Largely, I agree with you. Football is a violent sport and those who play this sport for a living need to accept those risks. But we are talking about an era in which a player with multiple concussions in single game was being told to rub some dirt on it and get back on the field. If owners were as aware of the long-term affects of these actions as the NFLPA would have us believe, then they deserve to be taken to the cleaners.

alkemical
04-24-2012, 05:45 AM
Maybe we can make some ribbon to put somewhere to make people feel better about it.

Dr. Broncenstein
04-24-2012, 06:06 AM
You could make every player sign a waiver that explicitly states football will lead to chronic brain injury and suicide... and there would still be lawsuits. The only thing that surprises me to this point is that every helmet, gun, and ammunition manufacturer hasn't been sued over this case along with the NFL. There is no such thing as common sense, fairness, or personal responsibility in litigation. It is always the fault of someone else, as long as that someone has money.

That One Guy
04-24-2012, 07:49 AM
Actually, that is what a lot of these lawsuits are about. The players are claiming that both the short-term and long-term risks were misrepresented to them during their playing days. There are stories of medical personnel acting against medical interests of the players on the orders of the owners.
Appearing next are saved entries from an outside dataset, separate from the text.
// Detached one-shot spawn with an asynchronous error channel

use std::path::Path;
use std::process::Stdio;

use tokio::io::AsyncReadExt;
use tokio::process::{Child, ChildStderr, Command};
use tokio::sync::mpsc;
use tracing::{debug, error, info, warn};

use tether_core::constants::{OUTPUT_CHUNK_SIZE, SPAWN_ERROR_CHANNEL_CAPACITY};
use tether_core::domain::SpawnOptions;
use tether_core::{ConnectorError, Result};

use crate::shell::shell_command;

/// Handle returned by `spawn`: the pid now, error output later.
///
/// Dropping the handle (or calling [`detach`](Self::detach)) stops error
/// delivery; the process itself keeps running.
#[derive(Debug)]
pub struct SpawnedProcess {
    pid: Option<u32>,
    errors: mpsc::Receiver<String>,
}

impl SpawnedProcess {
    /// Spawn `cmd` in the shell under `cwd` and return without waiting
    ///
    /// # Errors
    /// - ConnectorError::SpawnFailed if the shell cannot be started
    pub fn start(cmd: &str, options: &SpawnOptions, cwd: &Path) -> Result<Self> {
        let mut command = Command::from(shell_command(cmd));
        if options.clear_env {
            command.env_clear();
        }
        command
            .envs(&options.env)
            .current_dir(cwd)
            .stdin(Stdio::null())
            .stdout(Stdio::null())
            .stderr(Stdio::piped());

        let mut child = command
            .spawn()
            .map_err(|e| ConnectorError::SpawnFailed(format!("{}: {}", cmd, e)))?;

        let pid = child.id();
        let stderr = child.stderr.take();
        let (tx, rx) = mpsc::channel(SPAWN_ERROR_CHANNEL_CAPACITY);

        info!(pid = ?pid, cmd = %cmd, cwd = %cwd.display(), "Spawned detached process");

        tokio::spawn(watch_errors(pid, child, stderr, tx));

        Ok(Self { pid, errors: rx })
    }

    pub fn pid(&self) -> Option<u32> {
        self.pid
    }

    /// Next chunk of error output; `None` once stderr has closed
    pub async fn next_error(&mut self) -> Option<String> {
        self.errors.recv().await
    }

    /// Stop observing error output
    pub fn detach(self) {
        debug!(pid = ?self.pid, "Detached from spawned process");
    }
}

/// Forward stderr chunks, then reap the child
async fn watch_errors(
    pid: Option<u32>,
    mut child: Child,
    stderr: Option<ChildStderr>,
    tx: mpsc::Sender<String>,
) {
    if let Some(mut stderr) = stderr {
        let mut buf = vec![0u8; OUTPUT_CHUNK_SIZE];
        loop {
            let n = match stderr.read(&mut buf).await {
                Ok(0) | Err(_) => break,
                Ok(n) => n,
            };
            let text = String::from_utf8_lossy(&buf[..n]).into_owned();
            error!(pid = ?pid, stderr = %text.trim_end(), "Spawned process wrote to stderr");

            // Keep draining when nobody listens so the child never blocks on the pipe
            if let Err(mpsc::error::TrySendError::Full(_)) = tx.try_send(text) {
                warn!(pid = ?pid, "Error channel full, dropping output");
            }
        }
    }

    match child.wait().await {
        Ok(status) => debug!(pid = ?pid, status = %status, "Spawned process exited"),
        Err(e) => warn!(pid = ?pid, error = %e, "Failed to reap spawned process"),
    }
}
//! Managed Process Lifecycle Tests
//!
//! not started -> running/waiting -> torn down, through the Connector port.

#![cfg(unix)]

use std::time::Duration;

use tether_core::domain::{SetupSpec, SpawnOptions};
use tether_core::{Connector, ConnectorError};
use tether_infra_local::LocalConnector;
use tokio::time::timeout;

const GUARD: Duration = Duration::from_secs(5);

/// Lifecycle 1: setup resolves once READY is printed
#[tokio::test]
async fn test_setup_waits_for_token() {
    let connector = LocalConnector::new();
    let spec = SetupSpec::new("printf 'READY\\n'; sleep 30").wait_for("READY");

    let mut process = timeout(GUARD, connector.setup(&spec))
        .await
        .expect("setup never resolved")
        .unwrap()
        .expect("command given, handle expected");

    assert!(process.is_ready());
    let pid = process.pid().unwrap();
    assert!(connector.is_alive(pid));

    connector.tear_down(Some(&mut process)).await;
    assert!(!connector.is_alive(pid));
}

/// Lifecycle 2: error output before the token fails setup for good
#[tokio::test]
async fn test_setup_fails_on_early_stderr() {
    let connector = LocalConnector::new();
    let spec = SetupSpec::new("echo 'port in use' >&2; sleep 0.2; echo READY; sleep 30")
        .wait_for("READY");

    let result = timeout(GUARD, connector.setup(&spec))
        .await
        .expect("setup never resolved");

    match result {
        Err(ConnectorError::ReadinessFailed(msg)) => assert!(msg.contains("port in use")),
        other => panic!("expected readiness failure, got {:?}", other.map(|p| p.is_some())),
    }
}

/// Lifecycle 3: without wait_for, setup resolves at spawn
#[tokio::test]
async fn test_setup_without_token_resolves_at_spawn() {
    let connector = LocalConnector::new();
    let spec = SetupSpec::new("sleep 30");

    let mut process = timeout(Duration::from_secs(1), connector.setup(&spec))
        .await
        .expect("setup should not wait")
        .unwrap()
        .unwrap();

    assert!(process.is_live());
    connector.tear_down(Some(&mut process)).await;
}

/// Lifecycle 4: teardown is guarded by liveness and runs at most once
#[tokio::test]
async fn test_tear_down_twice_is_noop() {
    let connector = LocalConnector::new();
    let mut process = connector
        .setup(&SetupSpec::new("sleep 30"))
        .await
        .unwrap()
        .unwrap();

    connector.tear_down(Some(&mut process)).await;
    assert!(!process.is_live());

    connector.tear_down(Some(&mut process)).await;
    connector.tear_down(None).await;
    assert!(!process.is_live());
}

/// Lifecycle 5: the interrupt byte reaches stdin before the kill
#[cfg(target_os = "linux")]
#[tokio::test]
async fn test_interrupt_byte_written_to_stdin() {
    let dir = tempfile::tempdir().unwrap();
    let mut connector = LocalConnector::new();
    connector.set_cwd(dir.path().display().to_string());

    // The reader runs in its own session so the group kill cannot cut it off
    let spec = SetupSpec::new(
        "echo READY; setsid sh -c 'head -c 1 > interrupt.part && mv interrupt.part interrupt.bin'",
    )
    .wait_for("READY");
    let mut process = timeout(GUARD, connector.setup(&spec))
        .await
        .unwrap()
        .unwrap()
        .unwrap();

    connector.tear_down(Some(&mut process)).await;

    let written = dir.path().join("interrupt.bin");
    let deadline = std::time::Instant::now() + GUARD;
    while !written.exists() && std::time::Instant::now() < deadline {
        tokio::time::sleep(Duration::from_millis(20)).await;
    }
    assert_eq!(std::fs::read(&written).unwrap(), [0x03]);
}

/// Start through the port, give up on readiness, tear down
async fn abandon_before_ready<C: Connector>(connector: &C, spec: &SetupSpec) -> C::Process {
    let mut process = connector
        .start(spec)
        .await
        .unwrap()
        .expect("command given, handle expected");

    let pending = timeout(Duration::from_millis(200), connector.wait_ready(&mut process)).await;
    assert!(pending.is_err(), "token never printed, wait must still be pending");

    connector.tear_down(Some(&mut process)).await;
    process
}

/// Lifecycle 6: teardown works while readiness is still pending
#[tokio::test]
async fn test_tear_down_before_ready() {
    let connector = LocalConnector::new();
    let spec = SetupSpec::new("sleep 30").wait_for("NEVER");

    let mut process = abandon_before_ready(&connector, &spec).await;
    let pid = process.pid().unwrap();

    assert!(!process.is_live());
    assert!(!connector.is_alive(pid));
    assert!(matches!(
        connector.wait_ready(&mut process).await,
        Err(ConnectorError::ReadinessFailed(_))
    ));
}

/// Lifecycle 7: spawn returns at once, errors arrive on their own channel
#[tokio::test]
async fn test_spawn_reports_errors_after_return() {
    let connector = LocalConnector::new();

    let mut spawned = timeout(
        Duration::from_millis(500),
        connector.spawn("sleep 0.2; echo 'late' >&2", SpawnOptions::default()),
    )
    .await
    .expect("spawn must not wait for the process")
    .unwrap();

    assert!(spawned.pid().is_some());

    let error = timeout(GUARD, spawned.next_error()).await.unwrap();
    assert_eq!(error.as_deref(), Some("late\n"));
}

/// Lifecycle 8: spawn forces the connector's working directory
#[tokio::test]
async fn test_spawn_uses_working_directory() {
    let dir = tempfile::tempdir().unwrap();
    let mut connector = LocalConnector::new();
    connector.set_cwd(dir.path().display().to_string());

    let mut spawned = connector
        .spawn("touch spawned.txt; echo done >&2", SpawnOptions::default())
        .await
        .unwrap();

    timeout(GUARD, spawned.next_error()).await.unwrap();
    assert!(connector.path_exists("spawned.txt").await);
}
Largely, I agree with you. Football is a violent sport and those who play this sport for a living need to accept those risks. But we are talking about an era in which a player with multiple concussions in single game was being told to rub some dirt on it and get back on the field. If owners were as aware of the long-term affects of these actions as the NFLPA would have us believe, then they deserve to be taken to the cleaners.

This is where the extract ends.